2. By Lake Harriet Holdings, LLC. The Reporting Person is the sole manager of Lake Harriet Holdings, LLC and, as a result, may be deemed to beneficially own the shares of the Common Stock held by Lake Harriet Holdings, LLC. The Reporting Person disclaims beneficial ownership of the shares of the Common Stock except to the extent of his pecuniary interest therein, and the inclusion of the shares of the Common Stock in this report shall not be deemed an admission of beneficial ownership of all of the reported shares of the Common Stock for purposes of Section 16 of the Securities Exchange of 1934, as amended, or for any other purpose.
3. By various trusts. The Reporting Person may be deemed to beneficially own the shares of the Common Stock held by such trusts. The Reporting Person disclaims beneficial ownership of the shares of the Common Stock except to the extent of his pecuniary interest therein, and the inclusion of the shares of the Common Stock in this report shall not be deemed an admission of beneficial ownership of all of the reported shares of the Common Stock for purposes of Section 16 of the Securities Exchange of 1934, as amended, or for any other purpose.
4. By Yaqeen I Trust.
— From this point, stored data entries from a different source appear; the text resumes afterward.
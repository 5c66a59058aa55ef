//! Manga and webtoon narration core.
//!
//! Turns page bitmaps into ordered speech bubbles (scale, segment, OCR,
//! extract, classify, sequence) and drives narration over them. OCR, face
//! detection, speech and PDF rendering are reached through the ports in
//! [`services`].

pub mod analysis;
pub mod cache;
pub mod cancellation;
pub mod classifier;
pub mod config;
pub mod error;
pub mod extractor;
pub mod geometry;
pub mod loader;
pub mod model;
pub mod playback;
pub mod scaler;
pub mod segmenter;
pub mod sequencer;
pub mod services;

pub use analysis::{AnalysisReport, PageAnalyzer};
pub use cancellation::CancellationToken;
pub use error::{
    InvalidImageError, LoadError, NarratorError, NoContentError, RecognitionError, TtsFailure,
};
pub use model::{Emotion, FaceCandidate, Gender, MangaPage, PageImage, SpeechBubble, TextBlock};
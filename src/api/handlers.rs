use axum::{
    extract::{Path, Query, State},
    http::StatusCode,
    response::Json,
    Json as RequestJson,
};
use serde::Serialize;
use serde_json::{Map, Value};
use std::collections::HashMap;
use std::sync::Arc;

use crate::error::{FieldError, QmsError};
use crate::logic::analytics::{self, FieldCounts, IndicatorTrend, RiskHeatmap};
use crate::logic::{DeleteSummary, EntityService};
use crate::model::{
    catalog, definition, severity_matrix, Actor, EntityDef, EntityKind, EntitySummary, Id, Page,
    Record, SeverityMatrix,
};
use crate::store::Store;

pub type AppState<S> = Arc<EntityService<S>>;

pub type ApiResult<T> = Result<T, (StatusCode, Json<ErrorResponse>)>;

#[derive(Debug, Serialize)]
pub struct HealthResponse {
    pub status: String,
    pub timestamp: String,
}

pub async fn health_check() -> Json<HealthResponse> {
    Json(HealthResponse {
        status: "healthy".to_string(),
        timestamp: chrono::Utc::now().to_rfc3339(),
    })
}

#[derive(Debug, Serialize)]
pub struct ErrorResponse {
    pub error: String,
    pub code: String,
    #[serde(skip_serializing_if = "Vec::is_empty")]
    pub details: Vec<FieldError>,
}

impl ErrorResponse {
    pub fn new(code: &str, message: &str) -> Self {
        Self {
            error: message.to_string(),
            code: code.to_string(),
            details: Vec::new(),
        }
    }
}

pub fn status_for(error: &QmsError) -> StatusCode {
    match error {
        QmsError::Validation(_) | QmsError::Reference { .. } => StatusCode::UNPROCESSABLE_ENTITY,
        QmsError::UniquenessConflict { .. } | QmsError::DependencyConflict { .. } => {
            StatusCode::CONFLICT
        }
        QmsError::NotFound { .. } => StatusCode::NOT_FOUND,
        QmsError::ReadOnly(_) => StatusCode::METHOD_NOT_ALLOWED,
        QmsError::Storage(_) => StatusCode::INTERNAL_SERVER_ERROR,
    }
}

pub fn error_response(error: QmsError) -> (StatusCode, Json<ErrorResponse>) {
    let status = status_for(&error);
    let mut details = error.field_errors().to_vec();
    if let QmsError::Reference { field, target, id } = &error {
        details.push(FieldError::new(
            field.as_str(),
            format!("references missing {} {}", target, id),
        ));
    }
    (
        status,
        Json(ErrorResponse {
            error: error.to_string(),
            code: error.code().to_string(),
            details,
        }),
    )
}

fn resolve_entity(name: &str) -> ApiResult<&'static EntityDef> {
    catalog().resolve(name).ok_or_else(|| {
        (
            StatusCode::NOT_FOUND,
            Json(ErrorResponse::new(
                "not_found",
                &format!("Unknown entity '{}'", name),
            )),
        )
    })
}

/// An id that is not a UUID cannot name an existing row.
fn parse_id(def: &EntityDef, raw: &str) -> ApiResult<Id> {
    Id::parse_str(raw).map_err(|_| {
        (
            StatusCode::NOT_FOUND,
            Json(ErrorResponse::new(
                "not_found",
                &format!("{} {} not found", def.kind, raw),
            )),
        )
    })
}

fn into_object(body: Value) -> ApiResult<Map<String, Value>> {
    match body {
        Value::Object(fields) => Ok(fields),
        _ => Err(error_response(QmsError::invalid(
            "body",
            "must be a JSON object",
        ))),
    }
}

pub async fn list_entities() -> Json<Vec<EntitySummary>> {
    Json(catalog().summaries())
}

pub async fn describe_entity(Path(entity): Path<String>) -> ApiResult<Json<EntityDef>> {
    let def = resolve_entity(&entity)?;
    Ok(Json(def.clone()))
}

pub async fn get_severity_matrix() -> Json<SeverityMatrix> {
    Json(severity_matrix())
}

pub async fn list_records<S: Store>(
    State(service): State<AppState<S>>,
    Path(entity): Path<String>,
    Query(params): Query<HashMap<String, String>>,
) -> ApiResult<Json<Page<Record>>> {
    let def = resolve_entity(&entity)?;
    service
        .list(def.kind, &params)
        .await
        .map(Json)
        .map_err(error_response)
}

pub async fn create_record<S: Store>(
    State(service): State<AppState<S>>,
    Path(entity): Path<String>,
    actor: Actor,
    RequestJson(body): RequestJson<Value>,
) -> ApiResult<(StatusCode, Json<Record>)> {
    let def = resolve_entity(&entity)?;
    let fields = into_object(body)?;
    let record = service
        .create(def.kind, fields, &actor)
        .await
        .map_err(error_response)?;
    Ok((StatusCode::CREATED, Json(record)))
}

pub async fn get_record<S: Store>(
    State(service): State<AppState<S>>,
    Path((entity, id)): Path<(String, String)>,
) -> ApiResult<Json<Record>> {
    let def = resolve_entity(&entity)?;
    let id = parse_id(def, &id)?;
    service
        .get(def.kind, id)
        .await
        .map(Json)
        .map_err(error_response)
}

/// Serves both PUT and PATCH: either way only the supplied fields change.
pub async fn update_record<S: Store>(
    State(service): State<AppState<S>>,
    Path((entity, id)): Path<(String, String)>,
    actor: Actor,
    RequestJson(body): RequestJson<Value>,
) -> ApiResult<Json<Record>> {
    let def = resolve_entity(&entity)?;
    let id = parse_id(def, &id)?;
    let patch = into_object(body)?;
    service
        .update(def.kind, id, patch, &actor)
        .await
        .map(Json)
        .map_err(error_response)
}

pub async fn delete_record<S: Store>(
    State(service): State<AppState<S>>,
    Path((entity, id)): Path<(String, String)>,
    actor: Actor,
) -> ApiResult<Json<DeleteSummary>> {
    let def = resolve_entity(&entity)?;
    let id = parse_id(def, &id)?;
    service
        .delete(def.kind, id, &actor)
        .await
        .map(Json)
        .map_err(error_response)
}

pub async fn list_related<S: Store>(
    State(service): State<AppState<S>>,
    Path((entity, id, related)): Path<(String, String, String)>,
    Query(params): Query<HashMap<String, String>>,
) -> ApiResult<Json<Page<Record>>> {
    let parent = resolve_entity(&entity)?;
    let id = parse_id(parent, &id)?;
    let child = resolve_entity(&related)?;
    service
        .list_children(parent.kind, id, child.kind, &params)
        .await
        .map(Json)
        .map_err(error_response)
}

pub async fn count_by_field<S: Store>(
    State(service): State<AppState<S>>,
    Path((entity, field)): Path<(String, String)>,
    Query(params): Query<HashMap<String, String>>,
) -> ApiResult<Json<FieldCounts>> {
    let def = resolve_entity(&entity)?;
    analytics::field_counts(
        service.store().as_ref(),
        def.kind,
        &field,
        &params,
        service.settings().limits,
    )
    .await
    .map(Json)
    .map_err(error_response)
}

pub async fn get_risk_heatmap<S: Store>(
    State(service): State<AppState<S>>,
    Query(params): Query<HashMap<String, String>>,
) -> ApiResult<Json<RiskHeatmap>> {
    analytics::risk_heatmap(service.store().as_ref(), &params, service.settings().limits)
        .await
        .map(Json)
        .map_err(error_response)
}

pub async fn get_indicator_trend<S: Store>(
    State(service): State<AppState<S>>,
    Path(id): Path<String>,
) -> ApiResult<Json<IndicatorTrend>> {
    let id = parse_id(definition(EntityKind::Indicator), &id)?;
    analytics::indicator_trend(service.store().as_ref(), id)
        .await
        .map(Json)
        .map_err(error_response)
}
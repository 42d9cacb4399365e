use super::EntityDef;
use crate::model::{lifecycle, EntityKind, FieldDef, OnDelete};

const TICKET_CATEGORIES: &[&str] = &["support", "inquiry", "improvement", "document_request"];
const PRIORITIES: &[&str] = &["low", "medium", "high", "critical"];
const SETTING_TYPES: &[&str] = &["string", "integer", "decimal", "boolean", "json"];
const FORM_FIELD_TYPES: &[&str] = &["text", "number", "select", "date", "checkbox", "textarea", "file"];
pub const CHANGE_ACTIONS: &[&str] = &["create", "update", "delete"];

pub(super) fn definitions() -> Vec<EntityDef> {
    vec![
        EntityDef::new(EntityKind::Ticket, "tickets", "tickets")
            .field(FieldDef::text("code", 50).required())
            .field(FieldDef::text("title", 200).required())
            .field(FieldDef::long_text("description").required())
            .field(FieldDef::enumeration("category", TICKET_CATEGORIES).required())
            .field(FieldDef::enumeration("priority", PRIORITIES).default_text("medium"))
            .field(FieldDef::reference("requester_id", EntityKind::User, OnDelete::SetNull))
            .field(FieldDef::reference("assignee_id", EntityKind::User, OnDelete::SetNull))
            .field(FieldDef::reference("target_area_id", EntityKind::Area, OnDelete::SetNull))
            .field(FieldDef::timestamp("due_at"))
            .field(FieldDef::timestamp("resolved_at"))
            .field(FieldDef::long_text("resolution"))
            .field(FieldDef::ordinal("resolution_minutes", 0, i64::from(i32::MAX)))
            .field(FieldDef::ordinal("satisfaction", 1, 5))
            .unique_code("code")
            .lifecycle(lifecycle::TICKET)
            .filters(&[
                "category",
                "priority",
                "requester_id",
                "assignee_id",
                "target_area_id",
            ]),
        EntityDef::new(EntityKind::Notification, "notifications", "notifications")
            .field(FieldDef::reference("user_id", EntityKind::User, OnDelete::Cascade).required())
            .field(FieldDef::text("title", 200).required())
            .field(FieldDef::long_text("message").required())
            .field(FieldDef::text("notification_type", 50))
            .field(FieldDef::boolean("read").default_bool(false))
            .field(FieldDef::timestamp("read_at"))
            .field(FieldDef::text("reference_type", 50))
            .field(FieldDef::uuid("reference_id"))
            .filters(&["user_id", "read", "notification_type", "reference_type"]),
        EntityDef::new(EntityKind::Setting, "settings", "settings")
            .field(FieldDef::text("key", 100).required())
            .field(FieldDef::long_text("value"))
            .field(FieldDef::long_text("description"))
            .field(FieldDef::enumeration("data_type", SETTING_TYPES).default_text("string"))
            .field(FieldDef::text("category", 50))
            .field(FieldDef::boolean("active").default_bool(true))
            .unique(&["key"])
            .filters(&["key", "category", "active"]),
        EntityDef::new(EntityKind::FormField, "form_fields", "form-fields")
            .field(FieldDef::reference("process_id", EntityKind::Process, OnDelete::Cascade))
            .field(FieldDef::text("name", 100).required())
            .field(FieldDef::text("label", 200).required())
            .field(FieldDef::enumeration("field_type", FORM_FIELD_TYPES).required())
            .field(FieldDef::boolean("required").default_bool(false))
            .field(FieldDef::json("options"))
            .field(FieldDef::ordinal("sequence", 0, i64::from(i32::MAX)).default_int(0))
            .field(FieldDef::boolean("active").default_bool(true))
            .field(FieldDef::json("validations"))
            .order_by(&["sequence"])
            .filters(&["process_id", "field_type", "active"]),
        EntityDef::new(EntityKind::FormResponse, "form_responses", "form-responses")
            .field(FieldDef::reference("field_id", EntityKind::FormField, OnDelete::Cascade).required())
            .field(
                FieldDef::reference("instance_id", EntityKind::ProcessInstance, OnDelete::Cascade)
                    .required(),
            )
            .field(FieldDef::long_text("value"))
            .field(FieldDef::text("attachment_path", 500))
            .field(FieldDef::reference("responded_by", EntityKind::User, OnDelete::SetNull))
            .filters(&["field_id", "instance_id", "responded_by"]),
        EntityDef::new(EntityKind::StateHistory, "state_history", "state-history")
            .field(FieldDef::enumeration("entity", entity_names()).required())
            .field(FieldDef::uuid("record_id").required())
            .field(FieldDef::text("field", 64).required())
            .field(FieldDef::text("previous_state", 64))
            .field(FieldDef::text("new_state", 64).required())
            .field(FieldDef::text("changed_by", 100))
            .field(FieldDef::long_text("comment"))
            .filters(&["entity", "record_id", "new_state"])
            .read_only(),
        EntityDef::new(EntityKind::ChangeLog, "change_log", "change-log")
            .field(FieldDef::enumeration("entity", entity_names()).required())
            .field(FieldDef::uuid("record_id").required())
            .field(FieldDef::enumeration("action", CHANGE_ACTIONS).required())
            .field(FieldDef::text("actor", 100))
            .field(FieldDef::json("changes"))
            .filters(&["entity", "record_id", "action", "actor"])
            .read_only(),
    ]
}

fn entity_names() -> &'static [&'static str] {
    static NAMES: std::sync::OnceLock<Vec<&'static str>> = std::sync::OnceLock::new();
    NAMES
        .get_or_init(|| EntityKind::ALL.iter().map(|kind| kind.as_str()).collect())
        .as_slice()
}
pub mod actor;
pub mod catalog;
pub mod change;
pub mod common;
pub mod entity;
pub mod field;
pub mod lifecycle;
pub mod query;
pub mod record;
pub mod risk;

pub use actor::*;
pub use catalog::{catalog, definition, Catalog, Dependent, EntityDef, EntitySummary, UniqueKey};
pub use change::*;
pub use common::*;
pub use entity::*;
pub use field::*;
pub use lifecycle::Lifecycle;
pub use query::*;
pub use record::*;
pub use risk::{severity, severity_matrix, Severity, SeverityMatrix};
The Reporting Person may be deemed to beneficially own the shares of the Common Stock held by Yaqeen I Trust. The Reporting Person disclaims beneficial ownership of the shares of the Common Stock except to the extent of his pecuniary interest therein, and the inclusion of the shares of the Common Stock in this report shall not be deemed an admission of beneficial ownership of all of the reported shares of the Common Stock for purposes of Section 16 of the Securities Exchange of 1934, as amended, or for any other purpose.
/s/ Nazar M. Khan 10/11/2022
** Signature of Reporting Person Date
Reminder: Report on a separate line for each class of securities beneficially owned directly or indirectly.
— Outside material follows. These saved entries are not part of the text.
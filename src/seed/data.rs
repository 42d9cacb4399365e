use anyhow::{Context, Result};
use serde_json::{json, Map, Value};
use std::collections::HashMap;

use crate::logic::EntityService;
use crate::model::{catalog::PHVA_STAGES, Actor, EntityKind, Record};
use crate::store::Store;

/// Code of the seeded quality area. Its presence marks the dataset as loaded.
pub const SEED_AREA_CODE: &str = "QUA";

/// Loads a small demonstration dataset through the service, so every row
/// passes the same validation and journaling as API writes. Running it
/// twice is a no-op.
pub async fn load_seed_data<S: Store>(service: &EntityService<S>) -> Result<bool> {
    let params = HashMap::from([("code".to_string(), SEED_AREA_CODE.to_string())]);
    let existing = service
        .list(EntityKind::Area, &params)
        .await
        .context("Failed to check for existing seed data")?;
    if existing.total > 0 {
        log::info!("Seed data already present, skipping");
        return Ok(false);
    }

    let actor = Actor::system();
    let seeder = Seeder { service, actor: &actor };

    let quality = seeder
        .create(
            EntityKind::Area,
            json!({
                "code": SEED_AREA_CODE,
                "name": "Quality",
                "description": "Quality management and continuous improvement",
            }),
        )
        .await?;
    let operations = seeder
        .create(
            EntityKind::Area,
            json!({"code": "OPE", "name": "Operations", "parent_id": quality.id}),
        )
        .await?;

    let jperez = seeder
        .create(
            EntityKind::User,
            json!({
                "document_number": 1_020_304_050i64,
                "first_name": "Juan",
                "last_name": "Perez",
                "email": "jperez@example.com",
                "username": "jperez",
                "area_id": quality.id,
            }),
        )
        .await?;
    seeder
        .create(
            EntityKind::User,
            json!({
                "document_number": 1_020_304_051i64,
                "first_name": "Maria",
                "last_name": "Gomez",
                "email": "mgomez@example.com",
                "username": "mgomez",
                "area_id": operations.id,
            }),
        )
        .await?;

    let admin = seeder
        .create(
            EntityKind::Role,
            json!({"name": "admin", "description": "Full access to the system"}),
        )
        .await?;
    seeder
        .create(
            EntityKind::Role,
            json!({"name": "auditor", "description": "Plans and runs audits"}),
        )
        .await?;
    seeder
        .create(
            EntityKind::UserRole,
            json!({"user_id": jperez.id, "role_id": admin.id}),
        )
        .await?;

    let process = seeder
        .create(
            EntityKind::Process,
            json!({
                "code": "PR-QUA-001",
                "name": "Document control",
                "area_id": quality.id,
                "owner_id": jperez.id,
                "process_type": "support",
                "objective": "Keep controlled documents current and available",
            }),
        )
        .await?;
    for (index, stage) in PHVA_STAGES.iter().enumerate() {
        seeder
            .create(
                EntityKind::ProcessStage,
                json!({
                    "process_id": process.id,
                    "name": stage_name(stage),
                    "sequence": index + 1,
                    "phva_stage": stage,
                }),
            )
            .await?;
    }

    let document = seeder
        .create(
            EntityKind::Document,
            json!({
                "code": "DOC-QUA-001",
                "name": "Quality manual",
                "document_type": "manual",
                "created_by": jperez.id,
            }),
        )
        .await?;
    seeder
        .create(
            EntityKind::DocumentVersion,
            json!({
                "document_id": document.id,
                "version_label": "1.0",
                "change_summary": "Initial issue",
                "created_by": jperez.id,
            }),
        )
        .await?;
    seeder
        .create(
            EntityKind::DocumentProcess,
            json!({"document_id": document.id, "process_id": process.id}),
        )
        .await?;

    let risk = seeder
        .create(
            EntityKind::Risk,
            json!({
                "process_id": process.id,
                "code": "RSK-QUA-001",
                "description": "Obsolete document versions in use",
                "category": "quality",
                "probability": 3,
                "impact": 4,
                "owner_id": jperez.id,
            }),
        )
        .await?;
    seeder
        .create(
            EntityKind::RiskControl,
            json!({
                "risk_id": risk.id,
                "description": "Monthly review of the master document list",
                "control_type": "preventive",
                "frequency": "monthly",
                "owner_id": jperez.id,
            }),
        )
        .await?;

    log::info!("Seed data loaded (process {}, risk {})", process.id, risk.id);
    Ok(true)
}

fn stage_name(stage: &str) -> &'static str {
    match stage {
        "plan" => "Plan document changes",
        "do" => "Issue and distribute",
        "check" => "Verify document use",
        _ => "Improve the control",
    }
}

struct Seeder<'a, S: Store> {
    service: &'a EntityService<S>,
    actor: &'a Actor,
}

impl<S: Store> Seeder<'_, S> {
    async fn create(&self, kind: EntityKind, fields: Value) -> Result<Record> {
        let fields = match fields {
            Value::Object(fields) => fields,
            _ => Map::new(),
        };
        self.service
            .create(kind, fields, self.actor)
            .await
            .with_context(|| format!("Failed to seed {}", kind))
    }
}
* If the form is filed by more than one reporting person, see Instruction 4 (b)(v).
** Intentional misstatements or omissions of facts constitute Federal Criminal Violations See 18 U.S.C. 1001 and 15 U.S.C. 78ff(a).
Note: File three copies of this Form, one of which must be manually signed. If space is insufficient, see Instruction 6 for procedure.
Persons who respond to the collection of information contained in this form are not required to respond unless the form displays a currently valid OMB Number.